Lo sabía con la suficiente antelación: la rutina de ese hombre consistía en salir de la catedral a las ocho de la mañana, después de rezar las mismas oraciones, con la misma pose de santurrón que proyectaba en la comunidad para lograr los votos que, como hábil político, buscaba cosechar en ella cuando las circunstancias de violencia amainaran.
Se aprestaba a disparar el último cartucho, ese mismo que con urgencia de moribundo le había encomendado a la Virgen del Carmen y a las almas benditas de sus padres para que no errara, así, y esto lo tenía claro, fuera lo último que hiciera. El agua que escurría por las tejas, se acumulaba en sus pies que, como represa, alcanzaban a detenerla, y solo la dejaba libre, cuando sentía que esta trepaba imparablemente hasta el pequeño agujero que tenía en la bota derecha a la altura del talón─ adquirido al cruzar el vetusto encerramiento con alambre de púa de la finca del conservador ese que acostumbraba a reunir los pájaros de la región en su casa, antes de matarle con un certero disparo en el corazón─, y la inundaba irremediablemente. Había llegado a la torre principal, agazapado cual felino y protegido por el torrencial aguacero de toda la noche, que como un buen cómplice, se desató en esa provincia lejana de la capital del país.

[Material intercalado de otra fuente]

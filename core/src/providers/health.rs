// Licensed under the Apache License, Version 2.0 <LICENSE-APACHE or
// https://www.apache.org/licenses/LICENSE-2.0> or the MIT license
// <LICENSE-MIT or https://opensource.org/licenses/MIT>, at your
// option. This file may not be copied, modified, or distributed
// except according to those terms.

//! Provider health monitoring.

use std::sync::Arc;
use std::time::Duration;
use tokio::time::interval;
use tokio_util::sync::CancellationToken;
use tracing::{debug, info, warn};

use crate::providers::router::ProviderRouter;

/// Default interval between provider health checks
pub const DEFAULT_HEALTH_CHECK_INTERVAL: Duration = Duration::from_secs(15);

/// Background task probing every provider's health endpoint on a fixed
/// interval. Health flags are only ever written here; the router reads them.
pub struct HealthChecker {
    router: Arc<ProviderRouter>,
    check_interval: Duration,
}

impl HealthChecker {
    pub fn new(router: Arc<ProviderRouter>, check_interval: Duration) -> Self {
        Self {
            router,
            check_interval,
        }
    }

    /// Run until the shutdown token fires. The first sweep happens
    /// immediately so providers become eligible without waiting a full
    /// interval.
    pub async fn run(self, shutdown: CancellationToken) {
        info!(
            providers = self.router.providers().len(),
            interval_secs = self.check_interval.as_secs(),
            "health checker starting"
        );

        let mut ticker = interval(self.check_interval);

        loop {
            tokio::select! {
                _ = shutdown.cancelled() => break,
                _ = ticker.tick() => self.check_all().await,
            }
        }

        info!("health checker stopped");
    }

    /// Probe every provider once.
    pub async fn check_all(&self) {
        for provider in self.router.providers() {
            let healthy = self.router.client().check_health(provider.endpoint()).await;
            let was_fresh = provider.is_fresh(self.check_interval * 2);
            provider.set_health(healthy);

            if healthy && !was_fresh {
                debug!(provider = %provider.name(), region = %provider.region(), "provider healthy");
            } else if !healthy && was_fresh {
                warn!(provider = %provider.name(), region = %provider.region(), "provider unhealthy");
            }
        }
    }
}

#[cfg(test)]
mod tests {
    use super::*;
    use crate::jobs::Region;
    use crate::providers::client::ProviderClient;
    use crate::providers::types::ProviderEndpoint;
    use wiremock::matchers::{method, path};
    use wiremock::{Mock, MockServer, ResponseTemplate};

    #[tokio::test]
    async fn test_check_all_marks_health() {
        let healthy_server = MockServer::start().await;
        Mock::given(method("GET"))
            .and(path("/health"))
            .respond_with(ResponseTemplate::new(200))
            .mount(&healthy_server)
            .await;

        let endpoints = vec![
            ProviderEndpoint {
                name: "up".to_string(),
                endpoint: healthy_server.uri(),
                region: Region::UsEast,
            },
            ProviderEndpoint {
                name: "down".to_string(),
                endpoint: "http://127.0.0.1:1".to_string(),
                region: Region::EuWest,
            },
        ];

        let router = Arc::new(ProviderRouter::new(
            &endpoints,
            ProviderClient::new(),
            Duration::from_secs(30),
        ));
        let checker = HealthChecker::new(Arc::clone(&router), Duration::from_secs(15));

        checker.check_all().await;

        assert!(router.has_healthy_provider(Region::UsEast));
        assert!(!router.has_healthy_provider(Region::EuWest));
    }
}
// Licensed under the Apache License, Version 2.0 <LICENSE-APACHE or
// https://www.apache.org/licenses/LICENSE-2.0> or the MIT license
// <LICENSE-MIT or https://opensource.org/licenses/MIT>, at your
// option. This file may not be copied, modified, or distributed
// except according to those terms.

//! Outbox publisher.
//!
//! Periodically reads unpublished outbox rows in insertion order, pushes one
//! envelope per row, and marks the row published after a successful push. A
//! crash between the push and the mark yields a duplicate envelope on the
//! next scan, which the claim lock and the execution dedup barrier absorb.

use std::sync::Arc;
use thiserror::Error;
use tokio::time::interval;
use tokio_util::sync::CancellationToken;
use tracing::{debug, info, warn};

use crate::config::QueueConfig;
use crate::database::DatabaseError;
use crate::jobs::{Envelope, JobStatus};
use crate::queue::{EnvelopeQueue, QueueError};
use crate::repository::Repository;

/// Publisher errors
#[derive(Debug, Error)]
pub enum PublishError {
    #[error(transparent)]
    Database(#[from] DatabaseError),

    #[error(transparent)]
    Queue(#[from] QueueError),
}

/// The outbox publisher task.
pub struct OutboxPublisher {
    repo: Arc<dyn Repository>,
    queue: Arc<dyn EnvelopeQueue>,
    config: QueueConfig,
}

impl OutboxPublisher {
    pub fn new(
        repo: Arc<dyn Repository>,
        queue: Arc<dyn EnvelopeQueue>,
        config: QueueConfig,
    ) -> Self {
        Self {
            repo,
            queue,
            config,
        }
    }

    /// Run until the shutdown token fires.
    pub async fn run(self, shutdown: CancellationToken) {
        info!(
            interval_ms = self.config.publish_interval_ms,
            "outbox publisher starting"
        );

        let mut ticker = interval(self.config.publish_interval());

        loop {
            tokio::select! {
                _ = shutdown.cancelled() => break,
                _ = ticker.tick() => {
                    if let Err(e) = self.publish_batch().await {
                        warn!(error = %e, "outbox publish pass failed");
                    }
                }
            }
        }

        info!("outbox publisher stopped");
    }

    /// Publish one batch of unpublished rows. Returns the number of
    /// envelopes pushed.
    pub async fn publish_batch(&self) -> Result<usize, PublishError> {
        let rows = self
            .repo
            .unpublished_outbox(self.config.publish_batch)
            .await?;

        let mut published = 0;
        for row in rows {
            let Some(job) = self.repo.job(row.job_id).await? else {
                // Orphaned row; mark it so the scan does not spin on it.
                warn!(outbox_id = row.id, job_id = row.job_id, "outbox row without job");
                self.repo.mark_outbox_published(row.id).await?;
                continue;
            };

            let envelope = Envelope::new(job.internal_id, job.jobspec_id.clone(), job.retry_count);
            self.queue.push(envelope).await?;
            self.repo.mark_outbox_published(row.id).await?;

            // First publication moves the job forward; republished rows for
            // jobs already past `created` leave the status alone.
            self.repo
                .update_job_status(job.internal_id, &[JobStatus::Created], JobStatus::Queued)
                .await?;

            debug!(job_id = job.internal_id, jobspec_id = %job.jobspec_id, "envelope published");
            published += 1;
        }

        Ok(published)
    }
}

Ese hombre que ordenó la muerte terrible de sus progenitores pasaría en unos minutos caminando por la pantanosa calle siempre y cuando la información de los hombres de inteligencia de su diezmado ejército se ajustara a la objetividad de la rutina de la presunta devoción del cristiano verdugo, cuando indagaron en días pasados sobre sus movimientos, trastocados en sencillos campesinos de ruana y machete al cinto.
“Ojalá sus premoniciones fueran ciertas”, pensó minutos antes de descerrajar su anhelado disparo a la cabeza de su feroz enemigo, previa mirada panorámica con su ojo director por esa mira que evocaba el vacío de las matemáticas y que sería el brazo vengador de su odio, retenido en su juvenil desboque, por la disciplina militar de Guadalupe.
La vertical caída de pájaro fue recibida con asombro por todos los feligreses que a esa hora salían de la sacrosanta misa azul de su pueblo, pues antes de que el cuerpo de guardaespaldas le asestara en la mitad de la frente un balazo demoledor, habían visto a un grueso muchacho de veintitrés años vociferar de pié y a todo pulmón su impotencia por el tiro que no cumplió su amortajado propósito.